A colisão frontal entre um micro-ônibus da Secretaria Municipal de Saúde de Imbituva e uma carreta aconteceu por volta das 3h30 de quarta-feira (19). Cinco pessoas sobreviveram feridas.
O micro-ônibus levava pacientes e acompanhantes de Imbituva para hospitais da Grande Curitiba.
No total, 22 pessoas que estavam no veículo municipal morreram.

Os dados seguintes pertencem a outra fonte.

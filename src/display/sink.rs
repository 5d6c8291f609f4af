use super::converter::DisplayConverter;
use crate::error::{DisplayError, Result};
use image::{ImageFormat, RgbImage};
use std::fs::{self, File, OpenOptions};
use std::io::{Seek, SeekFrom, Write};
use std::path::PathBuf;
use tracing::{debug, info, warn};

/// Destination for rendered previews
pub trait DisplaySink: Send {
    /// Whether the next frame should be rendered at all
    fn wants_frame(&mut self) -> bool {
        true
    }

    fn present(&mut self, preview: &RgbImage) -> Result<()>;

    fn name(&self) -> &str;
}

/// Writes RGB565 previews straight into a Linux framebuffer device
pub struct FramebufferSink {
    device: String,
    file: Option<File>,
}

impl FramebufferSink {
    pub fn new<S: Into<String>>(device: S) -> Self {
        let device = device.into();
        let file = match open_framebuffer(&device) {
            Ok(file) => {
                info!("Framebuffer device opened: {}", device);
                Some(file)
            }
            Err(e) => {
                warn!("Failed to open framebuffer {}: {}", device, e);
                None
            }
        };
        Self { device, file }
    }

    fn write_frame(file: &mut File, data: &[u8]) -> Result<()> {
        file.seek(SeekFrom::Start(0))
            .map_err(|e| DisplayError::Write {
                details: format!("Failed to seek framebuffer: {}", e),
            })?;
        file.write_all(data).map_err(|e| DisplayError::Write {
            details: format!("Failed to write framebuffer: {}", e),
        })?;
        file.flush().map_err(|e| DisplayError::Write {
            details: format!("Failed to flush framebuffer: {}", e),
        })?;
        Ok(())
    }
}

impl DisplaySink for FramebufferSink {
    fn present(&mut self, preview: &RgbImage) -> Result<()> {
        let data = DisplayConverter::image_to_rgb565(preview)?;

        if self.file.is_none() {
            let file = open_framebuffer(&self.device)?;
            debug!("Framebuffer device reconnected");
            self.file = Some(file);
        }

        let result = match self.file.as_mut() {
            Some(file) => Self::write_frame(file, &data),
            None => Ok(()),
        };

        if result.is_err() {
            // Reopen on the next frame
            self.file = None;
        }
        result
    }

    fn name(&self) -> &str {
        "framebuffer"
    }
}

fn open_framebuffer(device: &str) -> Result<File> {
    OpenOptions::new().write(true).open(device).map_err(|e| {
        DisplayError::Device {
            device: device.to_string(),
            details: e.to_string(),
        }
        .into()
    })
}

/// Periodically saves the latest preview to an image file
pub struct SnapshotSink {
    path: PathBuf,
    every: u64,
    frames_seen: u64,
}

impl SnapshotSink {
    pub fn new<P: Into<PathBuf>>(path: P, every: u64) -> Self {
        Self {
            path: path.into(),
            every: every.max(1),
            frames_seen: 0,
        }
    }
}

impl DisplaySink for SnapshotSink {
    fn wants_frame(&mut self) -> bool {
        let due = self.frames_seen % self.every == 0;
        self.frames_seen += 1;
        due
    }

    fn present(&mut self, preview: &RgbImage) -> Result<()> {
        let format = ImageFormat::from_path(&self.path).map_err(|e| DisplayError::Write {
            details: format!("Unsupported snapshot path {}: {}", self.path.display(), e),
        })?;

        // Write then rename so viewers never see a partial file
        let mut tmp = self.path.clone().into_os_string();
        tmp.push(".tmp");
        let tmp = PathBuf::from(tmp);

        preview
            .save_with_format(&tmp, format)
            .map_err(|e| DisplayError::Write {
                details: format!("Failed to write snapshot {}: {}", tmp.display(), e),
            })?;
        fs::rename(&tmp, &self.path)?;

        debug!("Snapshot written to {}", self.path.display());
        Ok(())
    }

    fn name(&self) -> &str {
        "snapshot"
    }
}

/// Headless operation
#[derive(Debug, Default)]
pub struct NullSink;

impl DisplaySink for NullSink {
    fn wants_frame(&mut self) -> bool {
        false
    }

    fn present(&mut self, _preview: &RgbImage) -> Result<()> {
        Ok(())
    }

    fn name(&self) -> &str {
        "none"
    }
}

A 23ª vítima foi o motorista da carreta, Alex Rivail Machado da Silva, de 26 anos.
Entre as vítimas fatais estão 13 mulheres, oito homens e duas crianças.
A Polícia Científica precisou mobilizar equipes de diferentes cidades e aplicar protocolo especializado para identificação em ocorrências com grande número de vítimas.
Todos os 23 corpos já haviam sido identificados até a noite de quarta-feira.
Nesta quinta, parte das despedidas ocorre no Ginásio Municipal de Esportes de Imbituva.

Sete vítimas são veladas coletivamente no local, enquanto outras famílias optaram por cerimônias em residências ou em outros pontos do município.
O motorista da carreta é velado em Castro.
A Prefeitura disponibilizou equipes de psicologia e enfermagem para acompanhar os familiares.
Os sepultamentos acontecem ao longo desta quinta-feira.
O município e o Governo do Paraná decretaram luto pela tragédia.
Enquanto as famílias se despedem, as autoridades trabalham para esclarecer a causa da colisão.
Informações preliminares da Polícia Rodoviária Federal e da Polícia Civil indicam que a carreta teria invadido a faixa contrária antes de atingir frontalmente o micro-ônibus.
A PRF ressaltou, entretanto, que a investigação ainda não foi concluída.
Não havia chuva nem neblina no momento da colisão.
A polícia também apura outras circunstâncias relacionadas ao caminhão e ao motorista, mas qualquer conclusão sobre a causa definitiva dependerá do inquérito e do laudo técnico.
O acidente é o mais grave registrado nas rodovias federais do Paraná desde 2021 em número de mortes, segundo a PRF.
A dimensão da tragédia é ainda maior porque grande parte das vítimas viajava em busca de atendimento médico.
Entre elas estavam pacientes que precisavam realizar consultas, exames e procedimentos em Curitiba, acompanhados por familiares.
Agora, além da investigação, o impacto se concentra nas famílias e em uma cidade que perdeu dezenas de moradores em uma única madrugada.